- WORK INSTRUCTION: Up to and including the line with "while bit <", restate the material below word for word, beginning with its first line.

- MATERIAL SHOWN:
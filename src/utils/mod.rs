//! # Utility Types
//!
//! Bit-level buffer access and checksum helpers shared by every decoder in
//! the crate.
//!
//! ## Bit Cursor
//!
//! ```rust
//! use tsmarker::utils::BitCursor;
//!
//! # fn main() -> Result<(), Box<dyn std::error::Error>> {
//! let mut cursor = BitCursor::new();
//! cursor.write_uint(0x47, 8)?;
//! cursor.write_uint(0x1FFF, 13)?;
//!
//! cursor.set_position(8)?;
//! assert_eq!(cursor.read_uint(13)?, 0x1FFF);
//! # Ok(())
//! # }
//! ```
//!
//! ## CRC Calculation
//!
//! ```rust
//! use tsmarker::utils::Crc32Mpeg2;
//!
//! # fn main() {
//! let crc = Crc32Mpeg2::new().calculate(b"Hello, world!");
//! println!("CRC32: {:08x}", crc);
//! # }
//! ```

/// Growable MSB-first bit buffer with a cursor
pub mod bits;

/// CRC32/MPEG-2
pub mod crc;

pub use bits::{BitCursor, Endian};
pub use crc::Crc32Mpeg2;
//! CRC32/MPEG-2 as used by PSI sections (ISO/IEC 13818-1 Annex A).
//!
//! Polynomial 0x04C11DB7, initial value 0xFFFFFFFF, no reflection, no final xor.

const CRC32_MPEG2: u32 = 0x04C11DB7;

const fn build_table() -> [u32; 256] {
    let mut table = [0u32; 256];
    let mut i = 0;
    while i < 256 {
        let mut crc = (i as u32) << 24;
        let mut bit = 0;
        while bit < 8 {
            crc = if crc & 0x8000_0000 != 0 {
                (crc << 1) ^ CRC32_MPEG2
            } else {
                crc << 1
            };
            bit += 1;
        }
        table[i] = crc;
        i += 1;
    }
    table
}

static TABLE: [u32; 256] = build_table();

/// MPEG-2 CRC32 calculator for PSI section validation.
#[derive(Debug, Clone, Copy, Default)]
pub struct Crc32Mpeg2;

impl Crc32Mpeg2 {
    pub fn new() -> Self {
        Self
    }

    /// Checksum of `data`.
    ///
    /// ```
    /// use tsmarker::utils::Crc32Mpeg2;
    ///
    /// assert_eq!(Crc32Mpeg2::new().calculate(&[0x01, 0x01]), 0xD66FB816);
    /// ```
    pub fn calculate(&self, data: &[u8]) -> u32 {
        data.iter().fold(0xFFFF_FFFF, |crc, &byte| {
            let index = ((crc >> 24) ^ byte as u32) & 0xFF;
            (crc << 8) ^ TABLE[index as usize]
        })
    }

    /// True when `section` ends with a big-endian CRC32 matching the bytes before it.
    ///
    /// Running the checksum over a section including its CRC yields zero.
    pub fn verify(&self, section: &[u8]) -> bool {
        section.len() >= 4 && self.calculate(section) == 0
    }
}

#[cfg(test)]
mod tests {
    use super::*;
    use pretty_assertions::assert_eq;

    #[test]
    fn test_crc32_mpeg2_vector() {
        // Test vector from the STMicroelectronics community forum
        assert_eq!(Crc32Mpeg2::new().calculate(&[0x01, 0x01]), 0xD66FB816);
        assert_eq!(Crc32Mpeg2::new().calculate(&[]), 0xFFFF_FFFF);
    }

    #[test]
    fn test_verify_pat_section() {
        let crc = Crc32Mpeg2::new();
        let mut pat = vec![
            0x00, // Table ID (PAT)
            0xB0, 0x0D, // Syntax indicator, reserved, section length 13
            0x00, 0x01, // Transport stream ID
            0xC1, // Reserved, version 0, current/next 1
            0x00, 0x00, // Section number, last section number
            0x00, 0x01, // Program number 1
            0xE1, 0x00, // Program map PID 0x100
        ];
        let value = crc.calculate(&pat);
        pat.extend_from_slice(&value.to_be_bytes());
        assert!(crc.verify(&pat));

        pat[9] ^= 0x01;
        assert!(!crc.verify(&pat));
        assert!(!crc.verify(&[0x00]));
    }
}
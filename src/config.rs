use crate::error::{Result, TsError};
use log::debug;
use std::env;
use std::fs;
use std::path::{Path, PathBuf};

/// Config files tried in order; the first one that exists wins.
pub const CONFIG_PATHS: [&str; 2] = ["./tsmarker.toml", "./tsmarker_config.toml"];

/// Settings for one scan.
#[derive(Debug, Clone, PartialEq, Eq)]
pub struct ScanConfig {
    /// Write every program to its own file.
    pub split: bool,
    /// Where split output goes. Defaults to a directory named after the input.
    pub output_dir: Option<PathBuf>,
    /// Log progress every this many frames, 0 to disable.
    pub progress_interval: u64,
    /// Check the CRC of every decoded section.
    pub verify_crc: bool,
}

impl Default for ScanConfig {
    fn default() -> Self {
        Self {
            split: false,
            output_dir: None,
            progress_interval: 10_000,
            verify_crc: false,
        }
    }
}

impl ScanConfig {
    /// Defaults, then the first config file found, then `TSMARKER_*`
    /// environment variables.
    pub fn load() -> Result<Self> {
        let mut config = Self::default();
        for path in &CONFIG_PATHS {
            if Path::new(path).exists() {
                config = config.merge_file(path)?;
                break;
            }
        }
        config.apply_env()?;
        Ok(config)
    }

    /// Defaults overlaid with an explicit file, then the environment.
    pub fn load_from(path: impl AsRef<Path>) -> Result<Self> {
        let mut config = Self::default().merge_file(path)?;
        config.apply_env()?;
        Ok(config)
    }

    fn merge_file(mut self, path: impl AsRef<Path>) -> Result<Self> {
        let path = path.as_ref();
        debug!("reading config from {}", path.display());
        let content = fs::read_to_string(path)?;
        self.apply_text(&content)?;
        Ok(self)
    }

    /// Parses `key = "value"` lines over the defaults. `#` starts a comment.
    pub fn from_str_config(content: &str) -> Result<Self> {
        let mut config = Self::default();
        config.apply_text(content)?;
        Ok(config)
    }

    fn apply_text(&mut self, content: &str) -> Result<()> {
        for line in content.lines() {
            let line = line.trim();
            if line.is_empty() || line.starts_with('#') {
                continue;
            }
            let Some((key, value)) = line.split_once('=') else {
                return Err(TsError::Config(format!("expected key = value, got {:?}", line)));
            };
            let value = value.trim().trim_matches('"').trim_matches('\'');
            self.set(key.trim(), value)?;
        }
        Ok(())
    }

    fn apply_env(&mut self) -> Result<()> {
        for key in ["split", "output_dir", "progress_interval", "verify_crc"] {
            if let Ok(value) = env::var(format!("TSMARKER_{}", key.to_uppercase())) {
                self.set(key, &value)?;
            }
        }
        Ok(())
    }

    fn set(&mut self, key: &str, value: &str) -> Result<()> {
        match key {
            "split" => self.split = parse_bool(key, value)?,
            "output_dir" => {
                self.output_dir = (!value.is_empty()).then(|| PathBuf::from(value));
            }
            "progress_interval" => {
                self.progress_interval = value.parse().map_err(|_| {
                    TsError::Config(format!("progress_interval: {:?} is not a number", value))
                })?
            }
            "verify_crc" => self.verify_crc = parse_bool(key, value)?,
            _ => debug!("ignoring unknown config key {:?}", key),
        }
        Ok(())
    }

    /// Output directory for split files of `input`: `output_dir` when set,
    /// otherwise the input path without its extension.
    pub fn output_dir_for(&self, input: &Path) -> PathBuf {
        match &self.output_dir {
            Some(dir) => dir.clone(),
            None => input.with_extension(""),
        }
    }
}

fn parse_bool(key: &str, value: &str) -> Result<bool> {
    match value.to_ascii_lowercase().as_str() {
        "true" | "1" | "yes" | "on" => Ok(true),
        "false" | "0" | "no" | "off" => Ok(false),
        _ => Err(TsError::Config(format!("{}: {:?} is not a boolean", key, value))),
    }
}

/// Creates a default config template file if it doesn't exist
pub fn create_default_config_template<P: AsRef<Path>>(path: P) -> std::io::Result<()> {
    if !path.as_ref().exists() {
        let template = r#"# tsmarker configuration

# Write each program to <output_dir>/<pmt_pid>.m2ts
split = "false"

# Defaults to a directory named after the input file
# output_dir = "out"

# Log progress every N frames (0 disables)
progress_interval = "10000"

# Check the CRC of every PSI section
verify_crc = "false"
"#;
        fs::write(path, template)?;
    }
    Ok(())
}

#[cfg(test)]
mod tests {
    use super::*;
    use pretty_assertions::assert_eq;

    #[test]
    fn test_parse_config_text() {
        let config = ScanConfig::from_str_config(
            r#"
# comment
split = "true"
output_dir = 'programs'
progress_interval = 500
verify_crc = yes
colour = "blue"
"#,
        )
        .unwrap();
        assert_eq!(
            config,
            ScanConfig {
                split: true,
                output_dir: Some(PathBuf::from("programs")),
                progress_interval: 500,
                verify_crc: true,
            }
        );
    }

    #[test]
    fn test_invalid_values() {
        assert!(matches!(
            ScanConfig::from_str_config("split = maybe"),
            Err(TsError::Config(_))
        ));
        assert!(matches!(
            ScanConfig::from_str_config("progress_interval = often"),
            Err(TsError::Config(_))
        ));
        assert!(matches!(
            ScanConfig::from_str_config("just words"),
            Err(TsError::Config(_))
        ));
    }

    #[test]
    fn test_output_dir_for() {
        let config = ScanConfig::default();
        assert_eq!(
            config.output_dir_for(Path::new("/media/capture.ts")),
            PathBuf::from("/media/capture")
        );
        let config = ScanConfig {
            output_dir: Some(PathBuf::from("/tmp/out")),
            ..ScanConfig::default()
        };
        assert_eq!(
            config.output_dir_for(Path::new("/media/capture.ts")),
            PathBuf::from("/tmp/out")
        );
    }

    #[test]
    fn test_template_parses() {
        let dir = tempfile::tempdir().unwrap();
        let path = dir.path().join("tsmarker.toml");
        create_default_config_template(&path).unwrap();
        let content = fs::read_to_string(&path).unwrap();
        assert_eq!(
            ScanConfig::from_str_config(&content).unwrap(),
            ScanConfig::default()
        );
    }
}
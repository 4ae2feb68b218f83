#![doc(html_root_url = "https://docs.rs/tsmarker/0.1.0")]
#![cfg_attr(docsrs, feature(doc_cfg))]
#![deny(rustdoc::missing_crate_level_docs)]

//! # tsmarker - MPEG Transport Stream Inspector
//!
//! `tsmarker` reads a stream of 188-byte MPEG-2 transport stream frames in a
//! single pass, decodes every layer it understands and keeps per-PID
//! statistics. Optionally it splits the stream into one file per program.
//!
//! ## Features
//!
//! - Frame header and adaptation field decoding (PCR, OPCR, splicing,
//!   private data, adaptation extension)
//! - PSI sections: PAT, PMT, CAT, TSDT and private or unknown tables
//! - PES headers with PTS/DTS, ESCR, DSM trick mode and PES extension
//! - Continuity counter checking with duplicate tolerance
//! - Per-program splitting into `<pmt_pid>.m2ts` files
//! - Cancellable scans on tokio's blocking pool
//!
//! ## Quick Start
//!
//! ```rust,no_run
//! use tsmarker::format::ts::{spawn_scan, Scanner};
//! use tokio_util::sync::CancellationToken;
//!
//! #[tokio::main]
//! async fn main() -> Result<(), Box<dyn std::error::Error>> {
//!     let token = CancellationToken::new();
//!     let scanner = Scanner::open("capture.ts")?.with_cancellation(token.clone());
//!
//!     let report = spawn_scan(scanner).await??;
//!     println!("{}", report);
//!     Ok(())
//! }
//! ```
//!
//! ## Module Overview
//!
//! - `format`: scan observer and sink traits, and the `ts` demultiplexer
//! - `error`: error and warning types
//! - `utils`: bit cursor and CRC-32/MPEG-2
//! - `config`: scan settings from files and environment

/// Scan settings
pub mod config;

/// Error types and utilities
pub mod error;

/// Transport stream decoding and scanning
pub mod format;

/// Common utilities and helper functions
pub mod utils;

pub use error::{Result, TsError, Warning};
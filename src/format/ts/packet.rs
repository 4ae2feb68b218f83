use super::adaptation::AdaptationField;
use super::types::*;
use crate::error::{Result, TsError, Warning};
use crate::utils::BitCursor;
use bytes::Bytes;

/// The fixed 4-byte transport stream header.
#[derive(Debug, Clone, Copy, PartialEq, Eq)]
pub struct TsHeader {
    pub transport_error: bool,
    pub payload_unit_start: bool,
    pub transport_priority: bool,
    pub pid: u16,
    pub scrambling: Scrambling,
    pub adaptation_field_control: AdaptationFieldControl,
    pub continuity_counter: u8,
}

impl Default for TsHeader {
    fn default() -> Self {
        Self {
            transport_error: false,
            payload_unit_start: false,
            transport_priority: false,
            pid: PID_NULL,
            scrambling: Scrambling::NotScrambled,
            adaptation_field_control: AdaptationFieldControl::PayloadOnly,
            continuity_counter: 0,
        }
    }
}

impl TsHeader {
    /// Decodes the header including the sync byte.
    pub fn decode(cursor: &mut BitCursor) -> Result<Self> {
        let sync = cursor.read_u8()?;
        if sync != SYNC_BYTE {
            return Err(TsError::Frame(format!("invalid sync byte {:#04x}", sync)));
        }

        Ok(Self {
            transport_error: cursor.read_bool()?,
            payload_unit_start: cursor.read_bool()?,
            transport_priority: cursor.read_bool()?,
            pid: cursor.read_uint(13)? as u16,
            scrambling: Scrambling::from(cursor.read_uint(2)? as u8),
            adaptation_field_control: AdaptationFieldControl::from(cursor.read_uint(2)? as u8),
            continuity_counter: cursor.read_uint(4)? as u8,
        })
    }

    pub fn encode(&self, cursor: &mut BitCursor) -> Result<()> {
        cursor.write_uint(SYNC_BYTE as u64, 8)?;
        cursor.write_bool(self.transport_error);
        cursor.write_bool(self.payload_unit_start);
        cursor.write_bool(self.transport_priority);
        cursor.write_uint(self.pid as u64, 13)?;
        cursor.write_uint(u8::from(self.scrambling) as u64, 2)?;
        cursor.write_uint(u8::from(self.adaptation_field_control) as u64, 2)?;
        cursor.write_uint(self.continuity_counter as u64, 4)
    }
}

/// One decoded 188-byte frame.
#[derive(Debug, Clone, PartialEq, Eq)]
pub struct TsPacket {
    pub header: TsHeader,
    pub adaptation_field: Option<AdaptationField>,
    pub payload: Option<Bytes>,
}

impl TsPacket {
    /// Decodes a frame. `frame` must hold at least 188 bytes starting with
    /// the sync byte; bytes past 188 are ignored.
    ///
    /// A reserved adaptation-field-control value yields a packet with
    /// neither adaptation field nor payload.
    pub fn parse(frame: &[u8]) -> Result<Self> {
        if frame.len() < TS_PACKET_SIZE {
            return Err(TsError::Frame(format!(
                "frame holds {} of {} bytes",
                frame.len(),
                TS_PACKET_SIZE
            )));
        }

        let mut cursor = BitCursor::from(&frame[..TS_PACKET_SIZE]);
        let header = TsHeader::decode(&mut cursor)?;
        let header_end = cursor.position();

        let adaptation_field = if header.adaptation_field_control.has_adaptation_field() {
            Some(AdaptationField::decode(&mut cursor)?)
        } else {
            None
        };

        let payload = if header.adaptation_field_control.has_payload() {
            let consumed = cursor.position() - header_end;
            let bits = (TS_PAYLOAD_SIZE * 8).saturating_sub(consumed);
            Some(Bytes::from(cursor.read_bytes(bits)?))
        } else {
            None
        };

        Ok(Self {
            header,
            adaptation_field,
            payload,
        })
    }

    pub fn pid(&self) -> u16 {
        self.header.pid
    }

    pub fn payload(&self) -> Option<&[u8]> {
        self.payload.as_deref()
    }

    /// True when the frame carries at least one payload byte.
    pub fn has_payload(&self) -> bool {
        self.payload.as_ref().is_some_and(|p| !p.is_empty())
    }

    pub fn discontinuity_indicator(&self) -> bool {
        self.adaptation_field
            .as_ref()
            .is_some_and(|af| af.discontinuity)
    }

    pub fn warnings(&self) -> &[Warning] {
        self.adaptation_field
            .as_ref()
            .map_or(&[], |af| af.warnings.as_slice())
    }

    /// Serializes the packet into a full frame, filling any space left after
    /// the payload with 0xFF.
    pub fn to_frame(&self) -> Result<Bytes> {
        let mut cursor = BitCursor::new();
        self.header.encode(&mut cursor)?;
        if let Some(af) = &self.adaptation_field {
            af.encode(&mut cursor)?;
        }
        if let Some(payload) = &self.payload {
            cursor.write_bytes(payload);
        }

        let mut frame = cursor.into_bytes();
        if frame.len() > TS_PACKET_SIZE {
            return Err(TsError::InvalidData(format!(
                "packet needs {} bytes, a frame holds {}",
                frame.len(),
                TS_PACKET_SIZE
            )));
        }
        frame.resize(TS_PACKET_SIZE, 0xFF);
        Ok(Bytes::from(frame))
    }
}
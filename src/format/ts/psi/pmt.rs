use super::descriptor::{decode_descriptors, descriptors_len, encode_descriptors, Descriptor};
use crate::error::{Result, Warning};
use crate::format::ts::types::stream_type_name;
use crate::utils::BitCursor;

/// One elementary stream announced by a PMT.
#[derive(Debug, Clone, PartialEq, Eq)]
pub struct ElementaryStream {
    pub stream_type: u8,
    pub pid: u16,
    pub descriptors: Vec<Descriptor>,
}

impl ElementaryStream {
    pub fn stream_type_name(&self) -> &'static str {
        stream_type_name(self.stream_type)
    }
}

/// Program map table body.
///
/// `program_number` mirrors the table id extension of the carrying section.
#[derive(Debug, Clone, Default, PartialEq, Eq)]
pub struct Pmt {
    pub program_number: u16,
    pub pcr_pid: u16,
    pub program_info: Vec<Descriptor>,
    pub streams: Vec<ElementaryStream>,
}

impl Pmt {
    pub fn new(program_number: u16, pcr_pid: u16) -> Self {
        Self {
            program_number,
            pcr_pid,
            ..Self::default()
        }
    }

    pub fn elementary_pids(&self) -> impl Iterator<Item = u16> + '_ {
        self.streams.iter().map(|s| s.pid)
    }

    /// Body size in bytes.
    pub fn len(&self) -> usize {
        4 + descriptors_len(&self.program_info)
            + self
                .streams
                .iter()
                .map(|s| 5 + descriptors_len(&s.descriptors))
                .sum::<usize>()
    }

    pub fn is_empty(&self) -> bool {
        self.streams.is_empty() && self.program_info.is_empty()
    }

    pub(crate) fn decode(
        cursor: &mut BitCursor,
        program_number: u16,
        warnings: &mut Vec<Warning>,
    ) -> Result<Self> {
        cursor.skip(3)?;
        let pcr_pid = cursor.read_uint(13)? as u16;
        cursor.skip(4)?;
        // Top two bits of the length are always zero
        cursor.skip(2)?;
        let program_info_length = cursor.read_uint(10)? as usize;
        let program_info = decode_descriptors(cursor, program_info_length, warnings)?;

        let mut streams = Vec::new();
        while cursor.remaining() > 0 {
            let left = cursor.remaining() / 8;
            if left < 5 {
                warnings.push(Warning::MalformedSection {
                    field: "elementary_stream",
                    declared: 5,
                    available: left,
                });
                break;
            }
            let stream_type = cursor.read_u8()?;
            cursor.skip(3)?;
            let pid = cursor.read_uint(13)? as u16;
            cursor.skip(4)?;
            let es_info_length = cursor.read_uint(12)? as usize;
            let descriptors = decode_descriptors(cursor, es_info_length, warnings)?;
            streams.push(ElementaryStream {
                stream_type,
                pid,
                descriptors,
            });
        }

        Ok(Self {
            program_number,
            pcr_pid,
            program_info,
            streams,
        })
    }

    pub(crate) fn encode(&self, cursor: &mut BitCursor) -> Result<()> {
        cursor.write_uint(0b111, 3)?;
        cursor.write_uint(self.pcr_pid as u64, 13)?;
        cursor.write_uint(0b1111, 4)?;
        cursor.write_uint(descriptors_len(&self.program_info) as u64, 12)?;
        encode_descriptors(cursor, &self.program_info)?;

        for stream in &self.streams {
            cursor.write_uint(stream.stream_type as u64, 8)?;
            cursor.write_uint(0b111, 3)?;
            cursor.write_uint(stream.pid as u64, 13)?;
            cursor.write_uint(0b1111, 4)?;
            cursor.write_uint(descriptors_len(&stream.descriptors) as u64, 12)?;
            encode_descriptors(cursor, &stream.descriptors)?;
        }
        Ok(())
    }
}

- SOLVED PROBLEM:
filename src/utils/mod.rs
//! # Utility Types
//!
//! Bit-level buffer access and checksum helpers shared by every decoder in
//! the crate.
//!
//! ## Bit Cursor
//!
//! ```rust
//! use tsmarker::utils::BitCursor;
//!
//! # fn main() -> Result<(), Box<dyn std::error::Error>> {
//! let mut cursor = BitCursor::new();
//! cursor.write_uint(0x47, 8)?;
//! cursor.write_uint(0x1FFF, 13)?;
//!
//! cursor.set_position(8)?;
//! assert_eq!(cursor.read_uint(13)?, 0x1FFF);
//! # Ok(())
//! # }
//! ```
//!
//! ## CRC Calculation
//!
//! ```rust
//! use tsmarker::utils::Crc32Mpeg2;
//!
//! # fn main() {
//! let crc = Crc32Mpeg2::new().calculate(b"Hello, world!");
//! println!("CRC32: {:08x}", crc);
//! # }
//! ```

/// Growable MSB-first bit buffer with a cursor
pub mod bits;

/// CRC32/MPEG-2
pub mod crc;

pub use bits::{BitCursor, Endian};
pub use crc::Crc32Mpeg2;
//! CRC32/MPEG-2 as used by PSI sections (ISO/IEC 13818-1 Annex A).
//!
//! Polynomial 0x04C11DB7, initial value 0xFFFFFFFF, no reflection, no final xor.

const CRC32_MPEG2: u32 = 0x04C11DB7;

const fn build_table() -> [u32; 256] {
    let mut table = [0u32; 256];
    let mut i = 0;
    while i < 256 {
        let mut crc = (i as u32) << 24;
        let mut bit = 0;
        while bit < 8 {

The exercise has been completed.